September 15, 2011 (Vol. 31, No. 16)

Stefan Przyborski Ph.D. Professor, Cell Technology and Chief Scientific Officer Durham University and Reprocell Europe.

Polystyrene Platform Designed to Facilitate Routine 3-D Cell Culture

Cell-based in vitro assays are a key component of research into basic cellular mechanisms, disease modeling, compound screening, and safety assessment. Cultured mammalian cells are particularly important tools for providing predictions of drug activity, metabolism, and toxicity in vivo. Conventional cell culture methods, however, provide a growth environment that is far removed from what cells experience in real-life tissues.

In vivo, cells grow naturally in three dimensions (3-D) and are supported by a complex extracellular matrix that facilitates cell-cell communication via direct contact and through the secretion of paracrine factors. These features change dramatically when cells are grown in the laboratory.
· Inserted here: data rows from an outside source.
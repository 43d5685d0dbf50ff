//! Engine configuration
//!
//! Serde-backed config with sensible defaults; optionally loaded from a TOML
//! file. Every knob here has a default so embedders can start with
//! `EngineConfig::default()`.

use crate::error::{Error, Result};
use serde::{Deserialize, Serialize};
use std::path::Path;

/// Top-level engine configuration
#[derive(Debug, Clone, Serialize, Deserialize, Default)]
#[serde(default)]
pub struct EngineConfig {
    pub daemon: DaemonConfig,
    pub build: BuildConfig,
    pub stream: StreamConfig,
}

impl EngineConfig {
    /// Load configuration from a TOML file
    pub fn load(path: impl AsRef<Path>) -> Result<Self> {
        let contents = std::fs::read_to_string(path.as_ref())?;
        toml::from_str(&contents).map_err(|e| Error::Config(e.to_string()))
    }
}

/// Container daemon connection settings
#[derive(Debug, Clone, Serialize, Deserialize)]
#[serde(default)]
pub struct DaemonConfig {
    /// Socket path override; local defaults are used when unset
    pub socket: Option<String>,

    /// Connection timeout in seconds
    pub connect_timeout_secs: u64,

    /// Host socket path bind-mounted into task containers so nested tooling
    /// can reach the daemon
    pub host_socket_path: String,
}

impl Default for DaemonConfig {
    fn default() -> Self {
        Self {
            socket: None,
            connect_timeout_secs: 30,
            host_socket_path: "/var/run/docker.sock".to_string(),
        }
    }
}

/// Image build settings
#[derive(Debug, Clone, Serialize, Deserialize)]
#[serde(default)]
pub struct BuildConfig {
    /// Base image all task images are derived from
    pub base_image: String,

    /// Use the BuildKit progress protocol instead of the classic one
    pub use_buildkit: bool,

    /// Prefix for container and image names
    pub name_prefix: String,

    /// Git identity fallbacks used when the account carries none
    pub git_name_fallback: String,
    pub git_email_fallback: String,
}

impl Default for BuildConfig {
    fn default() -> Self {
        Self {
            base_image: "ubuntu:24.04".to_string(),
            use_buildkit: false,
            name_prefix: "dockhand".to_string(),
            git_name_fallback: "Dockhand Agent".to_string(),
            git_email_fallback: "agent@dockhand.local".to_string(),
        }
    }
}

/// Log streaming settings
#[derive(Debug, Clone, Serialize, Deserialize)]
#[serde(default)]
pub struct StreamConfig {
    /// Cap on a pending (unterminated) line buffer, in characters
    pub pending_line_cap: usize,

    /// Capacity of instance event channels
    pub channel_capacity: usize,
}

impl Default for StreamConfig {
    fn default() -> Self {
        Self {
            pending_line_cap: 5000,
            channel_capacity: 1024,
        }
    }
}

#[cfg(test)]
mod tests {
    use super::*;

    #[test]
    fn test_defaults() {
        let config = EngineConfig::default();
        assert_eq!(config.stream.pending_line_cap, 5000);
        assert_eq!(config.daemon.host_socket_path, "/var/run/docker.sock");
        assert!(!config.build.use_buildkit);
    }

    #[test]
    fn test_load_partial_toml() {
        let dir = tempfile::tempdir().unwrap();
        let path = dir.path().join("dockhand.toml");
        std::fs::write(
            &path,
            "[build]\nbase_image = \"debian:12\"\nuse_buildkit = true\n",
        )
        .unwrap();

        let config = EngineConfig::load(&path).unwrap();
        assert_eq!(config.build.base_image, "debian:12");
        assert!(config.build.use_buildkit);
        // Untouched sections keep their defaults
        assert_eq!(config.stream.pending_line_cap, 5000);
    }

    #[test]
    fn test_load_missing_file_is_io_error() {
        let err = EngineConfig::load("/nonexistent/dockhand.toml").unwrap_err();
        assert!(matches!(err, Error::Io(_)));
    }
}
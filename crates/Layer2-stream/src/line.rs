//! Line reassembly over decoded output chunks
//!
//! Chunk boundaries are arbitrary; a line may span any number of chunks.
//! The trailing unterminated segment is kept as the pending buffer, capped
//! so a pathologically long line cannot grow memory without bound - the
//! overflowed prefix is dropped, not retained.

use crate::frame::{Frame, StreamChannel};

/// Default cap on the pending buffer, in characters
pub const DEFAULT_PENDING_CAP: usize = 5000;

/// Reassembles discrete lines from a chunked text stream
#[derive(Debug)]
pub struct LineReassembler {
    pending: String,
    cap: usize,
}

impl Default for LineReassembler {
    fn default() -> Self {
        Self::new()
    }
}

impl LineReassembler {
    pub fn new() -> Self {
        Self::with_cap(DEFAULT_PENDING_CAP)
    }

    pub fn with_cap(cap: usize) -> Self {
        Self {
            pending: String::new(),
            cap,
        }
    }

    /// Append a chunk; returns every line completed by it.
    ///
    /// Lines are split on `\n` with a trailing `\r` stripped.
    pub fn push(&mut self, chunk: &str) -> Vec<String> {
        self.pending.push_str(chunk);

        let mut lines = Vec::new();
        while let Some(pos) = self.pending.find('\n') {
            let rest = self.pending.split_off(pos + 1);
            let mut line = std::mem::replace(&mut self.pending, rest);
            line.pop(); // the '\n'
            if line.ends_with('\r') {
                line.pop();
            }
            lines.push(line);
        }

        // Bound the unterminated tail, keeping the most recent characters
        if self.pending.len() > self.cap {
            let mut cut = self.pending.len() - self.cap;
            while !self.pending.is_char_boundary(cut) {
                cut += 1;
            }
            self.pending.drain(..cut);
        }

        lines
    }

    /// The current unterminated segment
    pub fn pending(&self) -> &str {
        &self.pending
    }
}

/// One reassembler per output channel
#[derive(Debug, Default)]
pub struct ChannelLines {
    stdout: LineReassembler,
    stderr: LineReassembler,
}

impl ChannelLines {
    pub fn new() -> Self {
        Self::default()
    }

    pub fn with_cap(cap: usize) -> Self {
        Self {
            stdout: LineReassembler::with_cap(cap),
            stderr: LineReassembler::with_cap(cap),
        }
    }

    /// Feed one decoded frame; returns completed lines tagged by channel
    pub fn push(&mut self, frame: &Frame) -> Vec<(StreamChannel, String)> {
        let reassembler = match frame.channel {
            StreamChannel::Stdout => &mut self.stdout,
            StreamChannel::Stderr => &mut self.stderr,
        };
        reassembler
            .push(&frame.text())
            .into_iter()
            .map(|line| (frame.channel, line))
            .collect()
    }

    pub fn pending(&self, channel: StreamChannel) -> &str {
        match channel {
            StreamChannel::Stdout => self.stdout.pending(),
            StreamChannel::Stderr => self.stderr.pending(),
        }
    }
}

#[cfg(test)]
mod tests {
    use super::*;

    #[test]
    fn test_single_chunk() {
        let mut lines = LineReassembler::new();
        assert_eq!(lines.push("hello\nworld"), vec!["hello"]);
        assert_eq!(lines.pending(), "world");
    }

    #[test]
    fn test_reassembly_is_chunking_independent() {
        let mut split = LineReassembler::new();
        let mut emitted = split.push("hel");
        emitted.extend(split.push("lo\nworld"));

        assert_eq!(emitted, vec!["hello"]);
        assert_eq!(split.pending(), "world");
    }

    #[test]
    fn test_carriage_return_stripped() {
        let mut lines = LineReassembler::new();
        assert_eq!(lines.push("one\r\ntwo\n"), vec!["one", "two"]);
    }

    #[test]
    fn test_pending_buffer_is_capped() {
        let mut lines = LineReassembler::new();
        let chunk: String = std::iter::repeat('x').take(6000).collect();

        assert!(lines.push(&chunk).is_empty());
        assert_eq!(lines.pending().len(), 5000);
        // The dropped content is the oldest; the tail survives
        assert!(lines.pending().chars().all(|c| c == 'x'));
    }

    #[test]
    fn test_cap_respects_char_boundaries() {
        let mut lines = LineReassembler::with_cap(5);
        lines.push("abcd\u{00e9}"); // 'é' is two bytes

        assert!(lines.pending().len() <= 6);
        assert!(lines.pending().ends_with('\u{00e9}'));
    }

    #[test]
    fn test_multiple_lines_in_one_chunk() {
        let mut lines = LineReassembler::new();
        assert_eq!(lines.push("a\nb\nc\n"), vec!["a", "b", "c"]);
        assert_eq!(lines.pending(), "");
    }

    #[test]
    fn test_channel_lines_keeps_channels_independent() {
        let mut channels = ChannelLines::new();

        let out = channels.push(&Frame::stdout(b"out-".to_vec()));
        assert!(out.is_empty());

        let err = channels.push(&Frame::stderr(b"err line\n".to_vec()));
        assert_eq!(err, vec![(StreamChannel::Stderr, "err line".to_string())]);

        let out = channels.push(&Frame::stdout(b"line\n".to_vec()));
        assert_eq!(out, vec![(StreamChannel::Stdout, "out-line".to_string())]);
    }
}
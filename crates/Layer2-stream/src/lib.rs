//! # dockhand-stream
//!
//! Stream plumbing for Dockhand:
//! - Frame codec for the daemon's multiplexed stdout/stderr protocol
//! - Line reassembly with bounded pending buffers
//! - Server-push event framing and subscriber sinks
//! - Keyed subscriber-set fan-out
//!
//! The codec and reassembler are pure state machines over byte/text chunks;
//! sessions compose them with the fan-out to serve any number of observers.

pub mod fanout;
pub mod frame;
pub mod line;
pub mod push;

pub use fanout::Fanout;
pub use frame::{decode_buffer, Frame, FrameDecoder, StreamChannel, FRAME_HEADER_LEN};
pub use line::{ChannelLines, LineReassembler, DEFAULT_PENDING_CAP};
pub use push::{PushEvent, Subscriber};
//! Keyed subscriber-set fan-out
//!
//! Maps a key (task id, build-job id) to its current subscriber set and
//! fans push events out to every live member. Closed subscribers are pruned
//! on delivery.

use crate::push::{PushEvent, Subscriber};
use parking_lot::Mutex;
use std::collections::HashMap;
use std::hash::Hash;
use tracing::debug;
use uuid::Uuid;

/// Fan-out registry keyed by `K`
pub struct Fanout<K> {
    subscribers: Mutex<HashMap<K, Vec<Subscriber>>>,
}

impl<K> Default for Fanout<K> {
    fn default() -> Self {
        Self {
            subscribers: Mutex::new(HashMap::new()),
        }
    }
}

impl<K: Eq + Hash + Clone + std::fmt::Debug> Fanout<K> {
    pub fn new() -> Self {
        Self::default()
    }

    /// Register a subscriber under a key
    pub fn add(&self, key: K, subscriber: Subscriber) {
        let mut subscribers = self.subscribers.lock();
        subscribers.entry(key).or_default().push(subscriber);
    }

    /// Remove one subscriber; returns how many remain under the key.
    ///
    /// The key's entry is dropped when its set becomes empty.
    pub fn remove(&self, key: &K, id: Uuid) -> usize {
        let mut subscribers = self.subscribers.lock();
        let Some(set) = subscribers.get_mut(key) else {
            return 0;
        };
        set.retain(|s| s.id() != id);

        let remaining = set.len();
        if remaining == 0 {
            subscribers.remove(key);
        }
        remaining
    }

    /// Deliver an event to every live subscriber under a key.
    ///
    /// Returns the number of deliveries; closed sinks are pruned.
    pub fn send(&self, key: &K, event: PushEvent) -> usize {
        let mut subscribers = self.subscribers.lock();
        let Some(set) = subscribers.get_mut(key) else {
            debug!(?key, event = %event.event, "No subscribers for event");
            return 0;
        };

        set.retain(|s| s.send(event.clone()));
        let delivered = set.len();
        if delivered == 0 {
            subscribers.remove(key);
        }
        delivered
    }

    /// Drop every subscriber under a key; returns how many were removed
    pub fn drop_key(&self, key: &K) -> usize {
        self.subscribers
            .lock()
            .remove(key)
            .map(|set| set.len())
            .unwrap_or(0)
    }

    /// Current subscriber count under a key
    pub fn count(&self, key: &K) -> usize {
        self.subscribers
            .lock()
            .get(key)
            .map(|set| set.len())
            .unwrap_or(0)
    }

    /// Keys with at least one subscriber
    pub fn keys(&self) -> Vec<K> {
        self.subscribers.lock().keys().cloned().collect()
    }
}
When forced to grow on a flat two-dimensional (2-D) substrate, cells adapt and radically change their shape, which, in turn, influences their internal cytoskeleton and can subsequently effect gene and protein expression and, ultimately, cell function.

In addition, almost 50% of the cell rests against the flat plastic substrate and a similar area is exposed to the culture medium above. The opportunity for cell-cell interaction is minimal and is significantly reduced when cells grow as monolayer cultures.

These disadvantages are widely recognized in the scientific literature, and technologies are under development to improve the environment in which cultured cells grow. Demands for improvement include the obvious need to enhance cell function but also to improve the predictive accuracy of in vitro assays as a means to reducing subsequent development costs, advancing basic research, developing more relevant human models of cell function, and adapting to changes in policy concerning the reduction of animals in research.

Published research has clearly demonstrated that culturing cells in 3-D radically enhances cell growth, differentiation, and function. Authentic 3-D cell cultures provide greater insight into how cells behave in the body in response to external challenges than is currently possible with existing 2-D culture technologies.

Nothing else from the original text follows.